* **Task**: Pull from the data below each line where the word "first" occurs, and copy it.

* **Working data**:

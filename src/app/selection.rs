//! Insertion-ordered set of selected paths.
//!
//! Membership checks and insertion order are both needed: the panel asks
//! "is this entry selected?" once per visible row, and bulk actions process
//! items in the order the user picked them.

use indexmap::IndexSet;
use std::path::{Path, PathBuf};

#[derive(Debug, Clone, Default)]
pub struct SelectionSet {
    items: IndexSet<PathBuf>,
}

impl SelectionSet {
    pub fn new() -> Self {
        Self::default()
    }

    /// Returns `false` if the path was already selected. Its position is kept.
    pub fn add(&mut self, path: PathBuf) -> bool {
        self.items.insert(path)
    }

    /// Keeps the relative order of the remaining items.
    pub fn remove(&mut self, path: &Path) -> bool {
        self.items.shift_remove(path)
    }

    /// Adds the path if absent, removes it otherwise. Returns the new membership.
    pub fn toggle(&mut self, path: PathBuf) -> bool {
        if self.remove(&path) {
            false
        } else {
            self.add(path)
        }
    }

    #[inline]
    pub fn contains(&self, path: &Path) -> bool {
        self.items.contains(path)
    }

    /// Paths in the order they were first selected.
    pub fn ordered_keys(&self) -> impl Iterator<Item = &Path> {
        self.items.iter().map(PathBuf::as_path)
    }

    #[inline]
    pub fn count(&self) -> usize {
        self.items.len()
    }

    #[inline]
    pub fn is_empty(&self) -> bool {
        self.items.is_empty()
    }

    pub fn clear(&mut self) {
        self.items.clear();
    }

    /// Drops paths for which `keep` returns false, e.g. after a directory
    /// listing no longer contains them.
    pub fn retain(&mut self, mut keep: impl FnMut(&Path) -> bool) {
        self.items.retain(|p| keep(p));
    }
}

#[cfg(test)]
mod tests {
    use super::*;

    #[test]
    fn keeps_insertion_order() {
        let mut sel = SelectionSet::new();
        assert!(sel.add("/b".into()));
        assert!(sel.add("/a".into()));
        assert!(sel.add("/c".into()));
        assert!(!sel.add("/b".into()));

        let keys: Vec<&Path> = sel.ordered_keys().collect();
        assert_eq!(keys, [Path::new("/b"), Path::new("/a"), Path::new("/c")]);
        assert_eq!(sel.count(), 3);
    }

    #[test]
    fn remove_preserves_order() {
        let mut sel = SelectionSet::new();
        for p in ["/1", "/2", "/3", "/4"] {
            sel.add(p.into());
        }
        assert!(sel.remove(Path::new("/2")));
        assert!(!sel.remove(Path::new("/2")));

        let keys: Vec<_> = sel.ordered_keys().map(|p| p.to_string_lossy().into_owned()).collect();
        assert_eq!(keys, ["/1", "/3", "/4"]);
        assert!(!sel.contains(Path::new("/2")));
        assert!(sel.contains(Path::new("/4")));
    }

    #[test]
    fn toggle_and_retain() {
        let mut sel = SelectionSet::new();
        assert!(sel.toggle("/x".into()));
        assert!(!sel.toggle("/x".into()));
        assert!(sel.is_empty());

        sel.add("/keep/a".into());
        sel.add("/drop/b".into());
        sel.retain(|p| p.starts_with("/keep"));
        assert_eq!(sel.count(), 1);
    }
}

* * *

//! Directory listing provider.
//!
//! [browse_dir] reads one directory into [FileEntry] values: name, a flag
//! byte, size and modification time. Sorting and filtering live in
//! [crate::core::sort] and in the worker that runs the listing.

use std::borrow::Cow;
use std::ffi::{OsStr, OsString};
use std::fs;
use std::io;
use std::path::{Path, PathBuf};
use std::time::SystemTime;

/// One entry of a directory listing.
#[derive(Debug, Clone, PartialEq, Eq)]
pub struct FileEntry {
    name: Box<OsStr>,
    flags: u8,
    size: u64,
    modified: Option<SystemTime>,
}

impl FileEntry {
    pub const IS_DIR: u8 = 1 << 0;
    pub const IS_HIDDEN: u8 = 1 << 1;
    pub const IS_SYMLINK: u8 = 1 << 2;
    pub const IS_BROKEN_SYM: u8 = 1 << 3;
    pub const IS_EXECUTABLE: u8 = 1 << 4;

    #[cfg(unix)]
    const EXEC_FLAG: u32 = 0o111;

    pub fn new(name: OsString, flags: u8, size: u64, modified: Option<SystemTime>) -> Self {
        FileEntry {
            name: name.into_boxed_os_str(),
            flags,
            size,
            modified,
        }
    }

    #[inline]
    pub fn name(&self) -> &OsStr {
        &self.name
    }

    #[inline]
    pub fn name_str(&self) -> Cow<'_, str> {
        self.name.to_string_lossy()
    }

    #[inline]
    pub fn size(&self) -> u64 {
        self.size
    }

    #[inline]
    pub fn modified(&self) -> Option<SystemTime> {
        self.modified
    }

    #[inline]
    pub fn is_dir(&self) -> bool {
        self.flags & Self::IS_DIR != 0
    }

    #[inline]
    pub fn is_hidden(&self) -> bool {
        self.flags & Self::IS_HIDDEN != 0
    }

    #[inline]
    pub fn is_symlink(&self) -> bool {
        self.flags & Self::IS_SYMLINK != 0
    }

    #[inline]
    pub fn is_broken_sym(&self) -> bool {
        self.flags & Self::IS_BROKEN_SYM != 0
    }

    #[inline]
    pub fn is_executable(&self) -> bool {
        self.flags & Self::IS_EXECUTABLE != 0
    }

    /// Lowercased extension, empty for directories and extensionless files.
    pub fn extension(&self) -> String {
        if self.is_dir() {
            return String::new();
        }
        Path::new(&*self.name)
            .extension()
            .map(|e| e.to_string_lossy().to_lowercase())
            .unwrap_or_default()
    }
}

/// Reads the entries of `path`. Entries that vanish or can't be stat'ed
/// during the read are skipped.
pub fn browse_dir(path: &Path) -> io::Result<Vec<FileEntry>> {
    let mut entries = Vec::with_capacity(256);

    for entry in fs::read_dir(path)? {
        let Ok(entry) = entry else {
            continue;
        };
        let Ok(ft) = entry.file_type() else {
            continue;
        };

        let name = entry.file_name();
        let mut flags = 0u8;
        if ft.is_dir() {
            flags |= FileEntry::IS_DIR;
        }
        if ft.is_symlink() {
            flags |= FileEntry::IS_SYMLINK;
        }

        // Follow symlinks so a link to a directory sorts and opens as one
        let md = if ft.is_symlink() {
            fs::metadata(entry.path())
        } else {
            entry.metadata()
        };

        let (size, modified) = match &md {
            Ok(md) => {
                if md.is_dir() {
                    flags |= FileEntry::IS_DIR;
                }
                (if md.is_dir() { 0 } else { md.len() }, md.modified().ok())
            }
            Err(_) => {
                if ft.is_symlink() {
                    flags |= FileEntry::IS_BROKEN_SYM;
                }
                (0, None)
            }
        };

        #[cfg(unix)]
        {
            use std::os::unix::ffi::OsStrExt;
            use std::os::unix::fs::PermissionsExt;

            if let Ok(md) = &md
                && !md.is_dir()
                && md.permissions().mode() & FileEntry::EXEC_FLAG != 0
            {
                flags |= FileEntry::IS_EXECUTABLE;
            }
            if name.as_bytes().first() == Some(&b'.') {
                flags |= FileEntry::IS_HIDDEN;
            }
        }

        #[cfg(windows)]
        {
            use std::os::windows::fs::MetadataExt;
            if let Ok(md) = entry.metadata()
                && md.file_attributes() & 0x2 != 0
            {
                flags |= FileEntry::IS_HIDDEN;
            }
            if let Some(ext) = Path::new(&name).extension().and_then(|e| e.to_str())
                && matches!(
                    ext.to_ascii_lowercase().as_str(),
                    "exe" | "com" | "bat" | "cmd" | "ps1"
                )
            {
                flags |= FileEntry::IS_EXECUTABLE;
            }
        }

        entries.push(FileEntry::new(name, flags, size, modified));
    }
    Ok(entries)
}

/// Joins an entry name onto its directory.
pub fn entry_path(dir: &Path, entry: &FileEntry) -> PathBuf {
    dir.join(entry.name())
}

* **Solved problem**:
    /// Paths in the order they were first selected.
            if name.as_bytes().first() == Some(&b'.') {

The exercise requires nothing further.